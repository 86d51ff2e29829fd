//! Salted password hashing

use std::sync::OnceLock;

use argon2::{Argon2, PasswordHash, PasswordHasher, PasswordVerifier, password_hash::SaltString};

use crate::error::{AppError, AppResult};

/// Hash a password into an Argon2id PHC string with a fresh random salt
pub fn hash_password(password: &str) -> AppResult<String> {
    let salt = SaltString::generate(&mut rand::thread_rng());
    let argon2 = Argon2::default();

    let hash = argon2
        .hash_password(password.as_bytes(), &salt)
        .map_err(|e| AppError::PasswordHash(format!("Failed to hash password: {}", e)))?
        .to_string();

    Ok(hash)
}

/// Check a password against a stored PHC string
pub fn verify_password(encoded: &str, password: &str) -> AppResult<bool> {
    let parsed_hash = PasswordHash::new(encoded)
        .map_err(|e| AppError::PasswordHash(format!("Failed to parse password hash: {}", e)))?;

    let argon2 = Argon2::default();
    Ok(argon2
        .verify_password(password.as_bytes(), &parsed_hash)
        .is_ok())
}

/// Hash of a password nobody knows, computed once
fn dummy_hash() -> AppResult<&'static str> {
    static DUMMY_HASH: OnceLock<String> = OnceLock::new();

    if let Some(hash) = DUMMY_HASH.get() {
        return Ok(hash.as_str());
    }
    let hash = hash_password("unknown-user-placeholder")?;
    Ok(DUMMY_HASH.get_or_init(|| hash).as_str())
}

/// Spend the same Argon2 work as [`verify_password`] for a user that does not exist
///
/// Always `false`.
pub fn verify_unknown_user(password: &str) -> AppResult<bool> {
    verify_password(dummy_hash()?, password).map(|_| false)
}

/// [`hash_password`] on the blocking thread pool
pub async fn hash_password_blocking(password: String) -> AppResult<String> {
    tokio::task::spawn_blocking(move || hash_password(&password))
        .await
        .map_err(|e| AppError::Internal(format!("Hashing task failed: {}", e)))?
}

/// [`verify_password`] on the blocking thread pool
pub async fn verify_password_blocking(encoded: String, password: String) -> AppResult<bool> {
    tokio::task::spawn_blocking(move || verify_password(&encoded, &password))
        .await
        .map_err(|e| AppError::Internal(format!("Verification task failed: {}", e)))?
}

/// [`verify_unknown_user`] on the blocking thread pool
pub async fn verify_unknown_user_blocking(password: String) -> AppResult<bool> {
    tokio::task::spawn_blocking(move || verify_unknown_user(&password))
        .await
        .map_err(|e| AppError::Internal(format!("Verification task failed: {}", e)))?
}
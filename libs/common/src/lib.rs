//! Common library for the link shortener
//!
//! This crate provides the storage pieces shared by the services: SQLite
//! connection pooling, idempotent schema creation, health checks and the
//! storage error type.

pub mod database;
pub mod error;
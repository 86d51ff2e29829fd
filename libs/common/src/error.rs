//! Custom error types for the common library
//!
//! This module defines the storage error type shared by every service that
//! talks to the link and credential tables.

use sqlx::Error as SqlxError;
use thiserror::Error;

/// Custom error type for database operations
#[derive(Error, Debug)]
pub enum DatabaseError {
    /// Error occurred during database connection
    #[error("Database connection error: {0}")]
    Connection(#[source] SqlxError),

    /// Error occurred during database query execution
    #[error("Database query error: {0}")]
    Query(#[source] SqlxError),

    /// Error occurred while creating the schema
    #[error("Database migration error: {0}")]
    Migration(String),

    /// Configuration error
    #[error("Database configuration error: {0}")]
    Configuration(String),
}

impl DatabaseError {
    /// Whether the failure is a UNIQUE (or primary key) constraint violation.
    pub fn is_unique_violation(&self) -> bool {
        match self {
            DatabaseError::Connection(SqlxError::Database(e))
            | DatabaseError::Query(SqlxError::Database(e)) => e.is_unique_violation(),
            _ => false,
        }
    }
}

/// Type alias for Result with DatabaseError
pub type DatabaseResult<T> = Result<T, DatabaseError>;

**Exercise objective**
Find how many lines of the listing include the string "Custom" and give that number, nothing else.

**Response to the task**
2